Forge has gone from handling roughly $700 million in trades in 2018, when he joined as CEO, to matching that volume on a quarterly basis this year, Rodriques said in a recent interview.
“We’re absolutely the biggest by the number of trades, the volume of trades on larger numbers of companies, by revenue, and just the pure liquidity we offer,” Rodriques told CNBC. “We’re approaching a billion dollars a quarter of volume, and we’ll start doing that kind of volume on a monthly basis in the next couple of quarters.”
While trading shares of private companies has traditionally been difficult, as start-ups postponed going public for a decade or longer, the need for employees and investors to sell their private shares has grown.
That’s coincided with heightened demand from institutional investors for stock in pre-IPO companies. Venture-backed firms were worth more than $2 trillion last year, according to PitchBook data.
That dynamic has resulted in the rise of Forge and other players, which hope to ultimately bring standardization, more data and easier, faster trades to the private market – blurring the traditional divisions between the public and private realms.
The growth cited by Rodriques has attracted investors betting that a few players will eventually dominate the nascent market. Forge recently raised $150 million from investors, including Wells Fargo and Temasek, the Singaporean sovereign wealth fund, CNBC learned. Forge is worth approximately $700 million after the latest fundraising round, triple its 2018 valuation, according to people with knowledge of the situation.

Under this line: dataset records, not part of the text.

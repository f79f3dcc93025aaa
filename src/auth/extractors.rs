use axum::{
    async_trait,
    extract::{FromRequestParts, Request, State},
    http::{header::AUTHORIZATION, request::Parts, HeaderMap},
    middleware::Next,
    response::Response,
};
use tracing::{debug, warn};

use super::jwt::JwtKeys;
use crate::{error::AppError, state::AppState};

/// Verified identity, placed in request extensions by [`require_auth`].
#[derive(Debug, Clone, PartialEq, Eq)]
pub struct AuthUser {
    pub user_id: i64,
    pub email: String,
}

/// Reads the `Authorization: Bearer <token>` header and verifies the token.
///
/// Every failure maps to [`AppError::Unauthenticated`] so callers cannot tell
/// a missing header from a forged or expired token.
pub fn authenticate(headers: &HeaderMap, keys: &JwtKeys) -> Result<AuthUser, AppError> {
    let header = headers
        .get(AUTHORIZATION)
        .ok_or_else(|| {
            debug!("missing Authorization header");
            AppError::Unauthenticated
        })?
        .to_str()
        .map_err(|_| AppError::Unauthenticated)?;

    let mut parts = header.split(' ');
    let token = match (parts.next(), parts.next(), parts.next()) {
        (Some("Bearer"), Some(token), None) if !token.is_empty() => token,
        _ => {
            debug!("malformed Authorization header");
            return Err(AppError::Unauthenticated);
        }
    };

    let claims = keys.verify(token).map_err(|e| {
        warn!(error = %e, "invalid or expired token");
        AppError::Unauthenticated
    })?;

    Ok(AuthUser {
        user_id: claims.user_id,
        email: claims.email,
    })
}

/// Gate for protected routes. Rejections never reach the handler.
pub async fn require_auth(
    State(state): State<AppState>,
    mut req: Request,
    next: Next,
) -> Result<Response, AppError> {
    let user = authenticate(req.headers(), &state.keys)?;
    req.extensions_mut().insert(user);
    Ok(next.run(req).await)
}

#[async_trait]
impl<S> FromRequestParts<S> for AuthUser
where
    S: Send + Sync,
{
    type Rejection = AppError;

    async fn from_request_parts(parts: &mut Parts, _state: &S) -> Result<Self, Self::Rejection> {
        parts
            .extensions
            .get::<AuthUser>()
            .cloned()
            .ok_or(AppError::Unauthenticated)
    }
}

It’s also attracted attention from the world’s dominant investment banks. Last year, JPMorgan lured Andrew Tuthill from Forge to lead the bank’s new private stock trading business, and Goldman Sachs recently poached a business development head from Forge named Jack Fowler for its own efforts.
Like many of the fast-growing companies it lists on its trading platform, Forge is on a steep upward trajectory, according to its CEO. It’s been helped by central banks that have unleashed trillions in stimulus after the coronavirus, buoying public equity markets and forcing yield-hungry investors into private companies.
“In the last three quarters, we’ve had spectacular growth, 30% beyond even my big projections,” Rodriques said. “This is a business that’s going to be a unicorn in 2021, given our valuation trajectory and several hundred million dollars of revenue visibility in the next couple of years.”
Part of that growth comes from acquiring a rival platform. Under Rodriques, Forge acquired another San Francisco-based platform for trading private stock called SharesPost last year in a $160 million cash and stock deal. The combined entities have handled more than $9 billion in trades for nearly 400 private companies, according to Forge.
Now Forge, which recently got approval to operate as a single broker-dealer with its acquired firm, has 300,000 investors on its platform, the CEO said. About 80% of those users are high-net worth individuals, while 20% are venture capital firms, hedge funds, family offices and trading desks at banks, he said.
“This is going to be a race to who’s got more liquidity than anybody else in the world,” Rodriques said. “If you want to buy or sell a private stock, if you don’t check on Forge, there’s a high likelihood you’re either going to sell too low or buy too high, just based on the number of names we have available.”